1 / Collin, Simon, et Thierry Karsenti, « Quand les TIC font mouche : leur impact sur l’engagement scolaire des élèves », Éducation Canada, vol. 53, no 1, 2013.
Les TIC ont un très grand potentiel pour accroître divers types d’engagement scolaire chez les jeunes : un engagement cognitif, affectif et comportemental. Collin et Karsenti montrent d’abord comment les TIC transforment de façon exponentielle la manière d’apprendre. Puis, ils insistent sur l’engouement des jeunes pour les technologies émergentes, le Web 2.0 et les médias sociaux.
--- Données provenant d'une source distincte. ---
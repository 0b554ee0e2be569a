//! Client configuration.
//!
//! Every setting has a default; [`ClientConfig::from_env`] overrides them from the
//! environment:
//!
//! | Variable                     | Setting                          |
//! |------------------------------|----------------------------------|
//! | `CLOUDRPC_PROTO_DIR`         | [`ClientConfig::proto_dir`]      |
//! | `CLOUDRPC_MAX_ATTEMPTS`      | [`RetryConfig::max_attempts`]    |
//! | `CLOUDRPC_RETRY_DELAY_MS`    | [`RetryConfig::initial_delay`]   |
//! | `CLOUDRPC_RETRY_MULTIPLIER`  | [`RetryConfig::multiplier`]      |
//! | `CLOUDRPC_TIMEOUT_MS`        | [`ClientConfig::default_timeout`]|
//! | `GCLOUD_SANDBOX_ENV`         | [`ClientConfig::sandboxed`]      |
use crate::{client::retry::RetryConfig, error::ConfigurationError};
use std::{path::PathBuf, str::FromStr, time::Duration};

pub const PROTO_DIR_VAR: &str = "CLOUDRPC_PROTO_DIR";
pub const MAX_ATTEMPTS_VAR: &str = "CLOUDRPC_MAX_ATTEMPTS";
pub const RETRY_DELAY_VAR: &str = "CLOUDRPC_RETRY_DELAY_MS";
pub const RETRY_MULTIPLIER_VAR: &str = "CLOUDRPC_RETRY_MULTIPLIER";
pub const TIMEOUT_VAR: &str = "CLOUDRPC_TIMEOUT_MS";
pub const SANDBOX_VAR: &str = "GCLOUD_SANDBOX_ENV";

#[derive(Debug, Clone, PartialEq)]
pub struct ClientConfig {
    /// Base directory descriptor-set paths are resolved against.
    pub proto_dir: PathBuf,
    pub retry: RetryConfig,
    /// Timeout applied to requests that do not carry their own.
    pub default_timeout: Option<Duration>,
    /// When set, dispatch returns `null` without issuing any call.
    pub sandboxed: bool,
}

impl Default for ClientConfig {
    fn default() -> Self {
        Self {
            proto_dir: PathBuf::from("protos"),
            retry: RetryConfig::default(),
            default_timeout: None,
            sandboxed: false,
        }
    }
}

impl ClientConfig {
    /// Loads configuration from environment variables.
    pub fn from_env() -> Result<Self, ConfigurationError> {
        Self::from_lookup(|key| std::env::var(key).ok())
    }

    /// Loads configuration from an arbitrary key/value source.
    pub fn from_lookup(
        lookup: impl Fn(&str) -> Option<String>,
    ) -> Result<Self, ConfigurationError> {
        let mut config = Self::default();

        if let Some(dir) = lookup(PROTO_DIR_VAR) {
            config.proto_dir = PathBuf::from(dir);
        }

        if let Some(attempts) = parse::<u32>(&lookup, MAX_ATTEMPTS_VAR)? {
            if attempts == 0 {
                return Err(invalid(MAX_ATTEMPTS_VAR, "0", "at least one attempt is required"));
            }
            config.retry.max_attempts = attempts;
        }

        if let Some(delay) = parse::<u64>(&lookup, RETRY_DELAY_VAR)? {
            config.retry.initial_delay = Duration::from_millis(delay);
        }

        if let Some(multiplier) = parse::<f64>(&lookup, RETRY_MULTIPLIER_VAR)? {
            if !multiplier.is_finite() || multiplier < 1.0 {
                return Err(invalid(
                    RETRY_MULTIPLIER_VAR,
                    &multiplier.to_string(),
                    "expected a finite number >= 1.0",
                ));
            }
            config.retry.multiplier = multiplier;
        }

        if let Some(timeout) = parse::<u64>(&lookup, TIMEOUT_VAR)? {
            config.default_timeout = (timeout > 0).then(|| Duration::from_millis(timeout));
        }

        if let Some(sandbox) = lookup(SANDBOX_VAR) {
            config.sandboxed = !sandbox.is_empty();
        }

        Ok(config)
    }
}

fn parse<T>(
    lookup: &impl Fn(&str) -> Option<String>,
    key: &str,
) -> Result<Option<T>, ConfigurationError>
where
    T: FromStr,
    T::Err: std::fmt::Display,
{
    lookup(key)
        .map(|value| {
            value
                .trim()
                .parse()
                .map_err(|e: T::Err| invalid(key, &value, &e.to_string()))
        })
        .transpose()
}

fn invalid(key: &str, value: &str, reason: &str) -> ConfigurationError {
    ConfigurationError::InvalidSetting {
        key: key.to_string(),
        value: value.to_string(),
        reason: reason.to_string(),
    }
}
Ensuite, ils soulignent leur rôle central dans la réussite sociale et professionnelle des jeunes, notamment parce que le fait de savoir s’autoformer, s’informer et communiquer par le biais de différentes technologies est désormais une condition essentielle pour s’adapter à une société en mutation constante et devenir un acteur sociétal à part entière. Enfin, les auteurs estiment que l’heure n’est plus à se demander si les TIC agissent ou non sur l’engagement des jeunes, mais plutôt à chercher exploiter leur plein potentiel.
2 / Karsenti Thierry, Le tableau blanc interactif (TBI) : usages, avantages et défis, CRIFPE, 2016, 50 p.
L’objectif de cette étude est de définir les usages et les avantages du TBI à l’école et les défis qu’il pose. Cet objectif, comme le précise l’auteur, est lié à l’avis de la Commission de l’éthique en science et en technologie (CEST-Jeunesse, document no 5) qui rappelle la nécessité de s’assurer que certaines technologies ont une incidence sur la persévérance et la réussite scolaires avant de les intégrer massivement. En tout, 11 683 élèves (de la 4e année du primaire à la 5e secondaire) et 1 131 enseignants ont participé à cette recherche.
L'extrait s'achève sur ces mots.